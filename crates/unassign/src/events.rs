//! Reaction to inbound activity events.
//!
//! A comment or issue update on a flagged issue lifts the flag, unless the
//! event came from the bot itself or is the label-add the sweep just
//! performed.

use std::sync::Arc;

use chrono::{DateTime, Utc};
use serde::Deserialize;
use tracing::{debug, info, warn};

use crate::config::Config;
use crate::platform::traits::{
    Issue, IssueHost, IssueState, Label, PlatformError, PullRequestMarker, User,
};
use crate::sweep::actions::ActionExecutor;
use crate::sweep::labels::NO_RESPONSE_LABEL;
use crate::sweep::RepositoryContext;

/// Issue or pull request as delivered in a webhook payload.
///
/// Some payloads omit the label set; `labels: None` means absent, not empty.
#[derive(Debug, Clone, Deserialize)]
pub struct EventIssue {
    /// Issue number.
    pub number: u64,
    /// Open/closed state.
    pub state: IssueState,
    /// Whether the conversation is locked.
    #[serde(default)]
    pub locked: bool,
    /// Assigned users.
    #[serde(default)]
    pub assignees: Vec<User>,
    /// Labels, when the payload included them.
    pub labels: Option<Vec<Label>>,
    /// Last-activity timestamp.
    pub updated_at: DateTime<Utc>,
    /// Present when this entry is a pull request.
    #[serde(default)]
    pub pull_request: Option<PullRequestMarker>,
}

impl EventIssue {
    /// Convert into the engine's issue model; only valid when the payload
    /// included labels.
    fn into_issue(self) -> Issue {
        Issue {
            number: self.number,
            state: self.state,
            locked: self.locked,
            assignees: self.assignees,
            labels: self.labels.unwrap_or_default(),
            updated_at: self.updated_at,
            pull_request: self.pull_request,
        }
    }
}

/// The user who triggered an event.
#[derive(Debug, Clone, Deserialize)]
pub struct EventSender {
    /// Sender login.
    pub login: String,
    /// Account type (`User`, `Bot`, `Organization`).
    #[serde(rename = "type", default)]
    pub kind: Option<String>,
}

impl EventSender {
    /// Whether the sender is a bot account.
    #[must_use]
    pub fn is_bot(&self) -> bool {
        self.kind.as_deref() == Some("Bot")
    }
}

/// Repository an event belongs to.
#[derive(Debug, Clone, Deserialize)]
pub struct EventRepository {
    /// Repository name.
    pub name: String,
    /// Full name (owner/repo).
    pub full_name: String,
    /// Repository owner.
    pub owner: User,
}

/// Inbound activity event from an `issues` or `issue_comment` webhook.
#[derive(Debug, Clone, Deserialize)]
pub struct ActivityEvent {
    /// Action type (created, edited, labeled, ...).
    pub action: String,
    /// Issue payload, when the event concerns an issue.
    #[serde(default)]
    pub issue: Option<EventIssue>,
    /// Pull request payload, when the event concerns a pull request.
    #[serde(default)]
    pub pull_request: Option<EventIssue>,
    /// The label added or removed, for `labeled`/`unlabeled` actions.
    #[serde(default)]
    pub label: Option<Label>,
    /// The user who triggered the event.
    #[serde(default)]
    pub sender: Option<EventSender>,
    /// Repository info.
    pub repository: EventRepository,
}

impl ActivityEvent {
    /// The issue or pull request the event concerns.
    #[must_use]
    pub fn subject(&self) -> Option<&EventIssue> {
        self.issue.as_ref().or(self.pull_request.as_ref())
    }

    /// Whether this event is the sentinel-label-add just performed by a mark.
    #[must_use]
    pub fn is_sentinel_label_add(&self) -> bool {
        self.action == "labeled"
            && self
                .label
                .as_ref()
                .is_some_and(|label| label.name == NO_RESPONSE_LABEL)
    }
}

/// Reacts to inbound activity events by unmarking flagged issues.
pub struct EventReactor {
    host: Arc<dyn IssueHost>,
    executor: ActionExecutor,
    config: Config,
}

impl EventReactor {
    /// Create a new reactor over the given host.
    #[must_use]
    pub fn new(host: Arc<dyn IssueHost>, config: Config) -> Self {
        Self {
            executor: ActionExecutor::new(host.clone()),
            host,
            config,
        }
    }

    /// Handle one inbound activity event.
    ///
    /// Events from the bot itself are ignored to prevent feedback loops from
    /// its own comments and label edits. When the payload omitted the label
    /// set, the issue is fetched fresh before deciding.
    ///
    /// # Errors
    ///
    /// Returns the platform error of a failed unmark call.
    pub async fn on_activity(&self, event: &ActivityEvent) -> Result<(), PlatformError> {
        let Some(sender) = event.sender.as_ref() else {
            debug!(action = %event.action, "event has no sender; ignoring");
            return Ok(());
        };

        if sender.is_bot() || self.is_own_login(&sender.login) {
            debug!(
                sender = %sender.login,
                action = %event.action,
                "ignoring event from the bot itself"
            );
            return Ok(());
        }

        let Some(subject) = event.subject() else {
            debug!(action = %event.action, "event carries no issue; ignoring");
            return Ok(());
        };

        let owner = event.repository.owner.login.clone();
        let repo = event.repository.name.clone();
        let number = subject.number;

        // Some payloads don't include labels; fetch the issue fresh then.
        let issue = if subject.labels.is_some() {
            subject.clone().into_issue()
        } else {
            match self.host.get_issue(&owner, &repo, number).await {
                Ok(issue) => issue,
                Err(e) => {
                    warn!(
                        owner = %owner,
                        repo = %repo,
                        number = number,
                        error = %e,
                        "failed to fetch issue for activity event"
                    );
                    return Ok(());
                }
            }
        };

        if event.is_sentinel_label_add() {
            debug!(
                owner = %owner,
                repo = %repo,
                number = number,
                "sentinel label was just added by this event; not unmarking"
            );
            return Ok(());
        }

        if issue.is_open() && issue.has_label(NO_RESPONSE_LABEL) {
            info!(
                owner = %owner,
                repo = %repo,
                number = number,
                sender = %sender.login,
                "activity on flagged issue; unmarking"
            );
            let ctx = RepositoryContext::new(&owner, &repo, self.config.clone());
            self.executor.unmark(&ctx, &issue).await?;
        }

        Ok(())
    }

    /// Whether a login is the bot's own configured login.
    fn is_own_login(&self, login: &str) -> bool {
        self.config
            .bot_login
            .as_deref()
            .is_some_and(|own| own.eq_ignore_ascii_case(login))
    }
}

#[cfg(test)]
mod tests {
    use super::*;

    fn event_json(action: &str, labels: &str, sender_type: &str) -> String {
        format!(
            r#"{{
                "action": "{action}",
                "issue": {{
                    "number": 42,
                    "state": "open",
                    "locked": false,
                    "assignees": [{{"login": "bob", "id": 2}}],
                    {labels}
                    "updated_at": "2024-05-01T12:00:00Z"
                }},
                "sender": {{"login": "bob", "type": "{sender_type}"}},
                "repository": {{
                    "name": "widgets",
                    "full_name": "octo/widgets",
                    "owner": {{"login": "octo", "id": 1}}
                }}
            }}"#
        )
    }

    #[test]
    fn test_deserialize_event_with_labels() {
        let json = event_json(
            "created",
            r#""labels": [{"name": "issue assignee: no-response"}],"#,
            "User",
        );
        let event: ActivityEvent = serde_json::from_str(&json).unwrap();

        let subject = event.subject().unwrap();
        assert_eq!(subject.number, 42);
        assert!(subject.labels.is_some());
        assert!(!event.sender.as_ref().unwrap().is_bot());
    }

    #[test]
    fn test_deserialize_event_without_labels() {
        let json = event_json("created", "", "User");
        let event: ActivityEvent = serde_json::from_str(&json).unwrap();

        assert!(event.subject().unwrap().labels.is_none());
    }

    #[test]
    fn test_bot_sender_detected() {
        let json = event_json("created", r#""labels": [],"#, "Bot");
        let event: ActivityEvent = serde_json::from_str(&json).unwrap();

        assert!(event.sender.as_ref().unwrap().is_bot());
    }

    #[test]
    fn test_sentinel_label_add_detected() {
        let mut event: ActivityEvent =
            serde_json::from_str(&event_json("labeled", r#""labels": [],"#, "User")).unwrap();
        event.label = Some(Label {
            name: NO_RESPONSE_LABEL.to_string(),
            color: None,
        });
        assert!(event.is_sentinel_label_add());

        event.label = Some(Label {
            name: "bug".to_string(),
            color: None,
        });
        assert!(!event.is_sentinel_label_add());

        event.action = "unlabeled".to_string();
        event.label = Some(Label {
            name: NO_RESPONSE_LABEL.to_string(),
            color: None,
        });
        assert!(!event.is_sentinel_label_add());
    }
}
//! GitHub REST implementation of the issue-host trait.

mod client;
mod models;

pub use client::GitHub;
########
*INSTRUCTIONS TO FOLLOW*. The word "PlatformError" is the filter: copy every line of the listing above that contains it.

*SOLUTION TO THIS EXERCISE*.
    Issue, IssueHost, IssueState, Label, PlatformError, PullRequestMarker, User,
    pub async fn on_activity(&self, event: &ActivityEvent) -> Result<(), PlatformError> {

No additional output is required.